- Twenty cars line up between police cruisers in a violent northeastern Mexican city, ready to be escorted at high speed across a notorious "death highway" infested with gangs that kill and kidnap.
Many are Mexican migrants who drove across the border to Matamoros from the United States, bearing gifts for their families for the Christmas holidays.
Others are local residents who know the dangers they face driving across Tamaulipas, the state with the highest number of missing people in Mexico -- 5,000 out of 26,000 nationally -- and regular drug cartel battles.
With that in mind, the federal police launched "Operation Tread" in 2013 to escort civilian cars across Route 101, a ghostly highway with closed or deserted restaurants and businesses along the way. Things here are so bad, it is known as "death highway."
Carlos Ortega, a 55-year-old gardener who drove from the northeastern US state of New Jersey, said he learned about the operation in a flier that was handed to him after he crossed the border from Brownsville, Texas.
"I'm here because I'm afraid of the problems out there, like robberies, attacks. They take cars and money. You can't travel calmly. We need this operation," he said as he headed to Puebla in central Mexico in a sport utility vehicle with his daughter and two friends.
Tamaulipas is home to the Gulf and Zetas drug cartels, two criminal groups that were once allies but have fought brutal turf wars in recent years.
While they have both been weakened by the captures or killings of top leaders, their members still sow fear in the population.
A man who lives in Texas said he was stopped at gunpoint three times in past trips across Tamaulipas.
"They had large guns. They made me get out and they said they wanted my SUV. I was with my family. I told them, 'I don't have anything against you. I'd rather pay an extortion fee,'" he said.
He didn't know whether they were cartel henchmen or common criminals. But he said they ask travelers to give them between $30 and $70.
On this trip, his car was loaded with toys, bags and boxes with US goods. He pulled over behind the lead police cruiser, but he was nervous despite the escort.
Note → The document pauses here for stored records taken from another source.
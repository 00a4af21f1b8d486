use alloy::{
    json_abi::JsonAbi,
    primitives::{Address, Bytes},
};
use serde_json::{Map, Value};
use std::collections::BTreeMap;

/// Build the key a deployment module records a contract under:
/// `<ModuleId>#<ContractName>`.
pub fn future_id(module_id: &str, contract_name: &str) -> String {
    format!("{module_id}#{contract_name}")
}

/// Deployed contract addresses for one chain, keyed by future ID.
///
/// Serializes as the flat JSON object found in `deployed_addresses.json`.
#[derive(Debug, Clone, Default, PartialEq, Eq, serde::Deserialize, serde::Serialize)]
#[serde(transparent)]
pub struct DeploymentRecord(BTreeMap<String, Address>);

impl DeploymentRecord {
    /// Create an empty record.
    pub const fn new() -> Self {
        Self(BTreeMap::new())
    }

    /// Get the address deployed under a future ID.
    pub fn get(&self, future_id: &str) -> Option<Address> {
        self.0.get(future_id).copied()
    }

    /// Record an address under a future ID, returning the address it
    /// replaces.
    pub fn insert(&mut self, future_id: impl Into<String>, address: Address) -> Option<Address> {
        self.0.insert(future_id.into(), address)
    }

    /// Iterate over `(future_id, address)` pairs in key order.
    pub fn iter(&self) -> impl Iterator<Item = (&str, Address)> {
        self.0.iter().map(|(k, v)| (k.as_str(), *v))
    }

    /// Number of recorded contracts.
    pub fn len(&self) -> usize {
        self.0.len()
    }

    /// True if nothing has been recorded.
    pub fn is_empty(&self) -> bool {
        self.0.is_empty()
    }
}

/// A compiled contract artifact as emitted by the Solidity toolchain.
///
/// Fields the tooling does not interpret are preserved in `extra`, so an
/// artifact can be re-serialized without loss.
#[derive(Debug, Clone, PartialEq, serde::Deserialize, serde::Serialize)]
#[serde(rename_all = "camelCase")]
pub struct ContractArtifact {
    /// Contract name.
    pub contract_name: String,
    /// Path of the source file the contract was compiled from.
    pub source_name: String,
    /// Contract ABI.
    pub abi: JsonAbi,
    /// Creation bytecode.
    pub bytecode: Bytes,
    /// Runtime bytecode.
    pub deployed_bytecode: Bytes,
    /// Other fields, kept verbatim.
    #[serde(flatten)]
    pub extra: Map<String, Value>,
}

impl ContractArtifact {
    /// Parse an artifact from its JSON value.
    pub fn from_value(value: Value) -> Result<Self, serde_json::Error> {
        serde_json::from_value(value)
    }

    /// True if the artifact carries creation bytecode. Interfaces and
    /// abstract contracts compile to empty bytecode.
    pub fn is_deployable(&self) -> bool {
        !self.bytecode.is_empty()
    }
}

#[cfg(test)]
mod test {
    use super::*;
    use serde_json::json;

    #[test]
    fn record_is_flat_json() {
        let mut record = DeploymentRecord::new();
        let id = future_id("NftMarketplaceModule", "NftMarketplace");
        assert_eq!(id, "NftMarketplaceModule#NftMarketplace");
        assert_eq!(record.insert(id.clone(), Address::repeat_byte(1)), None);

        let json = serde_json::to_value(&record).unwrap();
        assert_eq!(
            json,
            json!({ "NftMarketplaceModule#NftMarketplace": Address::repeat_byte(1) })
        );

        let back: DeploymentRecord = serde_json::from_value(json).unwrap();
        assert_eq!(back.get(&id), Some(Address::repeat_byte(1)));
    }

    #[test]
    fn artifact_keeps_unknown_fields() {
        let value = json!({
            "_format": "hh-sol-artifact-1",
            "contractName": "NftMarketplace",
            "sourceName": "contracts/NftMarketplace.sol",
            "abi": [],
            "bytecode": "0x6080",
            "deployedBytecode": "0x",
            "linkReferences": {},
            "deployedLinkReferences": {}
        });
        let artifact = ContractArtifact::from_value(value.clone()).unwrap();
        assert!(artifact.is_deployable());
        assert_eq!(artifact.extra.get("_format"), Some(&json!("hh-sol-artifact-1")));
        assert_eq!(serde_json::to_value(&artifact).unwrap(), value);
    }
}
"If there's a fight, the cruiser in front of us won't do much against 10 SUVs that come to steal," the Texas man said.
- 'Safe point' -
After the 9:00 am rendezvous, the caravan set off on its 300-kilometer (185-mile) trip to the state capital, Tamaulipas, a nonstop ride with no bathroom breaks.
The officers were armed with assault rifles as they began to speed down the highway, with little space between the cars following behind them.
The caravan reaches cruising speeds of 100 kilometers per hour, going faster in some stretches.
For those who dare to drive without the police escort, the authorities set up a "safe point" at a gasoline station guarded by police and soldiers so that people can fill their tanks and stretch their legs.
The police caravan sped up as it approached San Fernando, the most dreaded part of the trip. It was there that suspected Zetas members slaughtered 72 Central and South American migrants in August 2010.
"San Fernando is the hardest part. There are kidnappings there. They take your car and rob you," said Rafael Portales, 37, who buys cars in the United States to sell them in Mexico.
Near Ciudad Victoria, the driver of the lead police car waved his hand outside his window to signal the end of "Operation Tread."
"Every man for himself from here. May God bless us," said the Texas man as he headed on to another city in his SUV.
- Relatives of the missing -
In Ciudad Victoria, families of some of the thousands of missing people shared their stories.
Carlota Hernandez, 42, said her husband Livorio and son Jorge disappeared along with a neighbor in August 2013 after they went to buy a car part at a junkyard.
"They were fixing the neighbor's car. They went to the junkyard and never came back," she told AFP.
Days after their disappearance, the father and son's belongings were found in a house used by criminals to hold kidnapping victims.
"Four people were arrested. I spoke with them so they would tell me where they are, but they said they knew nothing," Hernandez recalled.
She never got a call asking for a ransom. Hernandez thinks they might have been taken away to be forced into joining the gang, but she really fears the worst.
Her story is only one of many.
Guillermo Gutierrez Riestra, founder of the group Families and Friends of the Disappeared in Tamaulipas, said the real number of missing is 11,000, twice the official figure.
His daughter was 19 when she was kidnapped in 2011.
"People don't file complaints," he lamented.
"Most disappearances happen on the roads. A Zetas chief was arrested and they found 50 driving licenses on him, which indicates that most were kidnapped on the highway," Gutierrez said.
"They could be truck drivers, blue-collar workers, white-collar workers, academics and migrants."